Assignment
Show every line of the data below that includes the word "Some".

Records to use
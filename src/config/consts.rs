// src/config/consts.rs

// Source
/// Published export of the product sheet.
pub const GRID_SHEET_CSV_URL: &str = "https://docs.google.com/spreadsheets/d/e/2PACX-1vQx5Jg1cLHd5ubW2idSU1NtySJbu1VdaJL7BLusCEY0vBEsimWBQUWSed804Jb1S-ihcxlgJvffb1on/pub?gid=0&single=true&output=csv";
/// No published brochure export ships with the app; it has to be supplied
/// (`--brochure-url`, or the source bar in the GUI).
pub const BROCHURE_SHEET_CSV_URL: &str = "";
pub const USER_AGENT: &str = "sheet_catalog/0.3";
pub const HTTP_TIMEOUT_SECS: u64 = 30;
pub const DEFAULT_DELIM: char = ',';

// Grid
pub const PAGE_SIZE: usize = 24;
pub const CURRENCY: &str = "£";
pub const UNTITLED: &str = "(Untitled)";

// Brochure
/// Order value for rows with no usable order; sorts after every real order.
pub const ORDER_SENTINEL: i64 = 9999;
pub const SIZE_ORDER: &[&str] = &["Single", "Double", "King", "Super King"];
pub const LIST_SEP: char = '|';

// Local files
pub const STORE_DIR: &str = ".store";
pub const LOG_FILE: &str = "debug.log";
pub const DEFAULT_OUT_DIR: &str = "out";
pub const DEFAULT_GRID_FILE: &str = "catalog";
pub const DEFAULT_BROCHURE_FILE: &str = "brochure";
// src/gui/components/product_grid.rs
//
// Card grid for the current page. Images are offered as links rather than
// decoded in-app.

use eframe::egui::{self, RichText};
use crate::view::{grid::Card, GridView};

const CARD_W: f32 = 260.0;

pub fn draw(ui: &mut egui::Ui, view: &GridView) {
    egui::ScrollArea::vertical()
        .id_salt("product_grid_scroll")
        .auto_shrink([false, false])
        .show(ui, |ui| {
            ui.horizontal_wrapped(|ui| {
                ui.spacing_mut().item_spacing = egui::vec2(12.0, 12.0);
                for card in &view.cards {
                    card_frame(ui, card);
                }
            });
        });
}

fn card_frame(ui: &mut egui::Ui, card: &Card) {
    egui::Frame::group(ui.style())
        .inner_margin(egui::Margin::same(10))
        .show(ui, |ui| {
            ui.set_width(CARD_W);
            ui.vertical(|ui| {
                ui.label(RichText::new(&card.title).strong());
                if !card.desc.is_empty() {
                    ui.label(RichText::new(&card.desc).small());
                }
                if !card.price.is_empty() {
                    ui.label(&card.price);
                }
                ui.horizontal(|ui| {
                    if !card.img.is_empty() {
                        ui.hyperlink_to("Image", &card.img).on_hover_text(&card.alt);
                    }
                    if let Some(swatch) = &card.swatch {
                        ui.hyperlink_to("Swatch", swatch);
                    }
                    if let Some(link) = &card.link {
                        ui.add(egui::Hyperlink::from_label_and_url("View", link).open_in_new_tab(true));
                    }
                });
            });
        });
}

Exercise solution
                    if let Some(swatch) = &card.swatch {
                    if let Some(link) = &card.link {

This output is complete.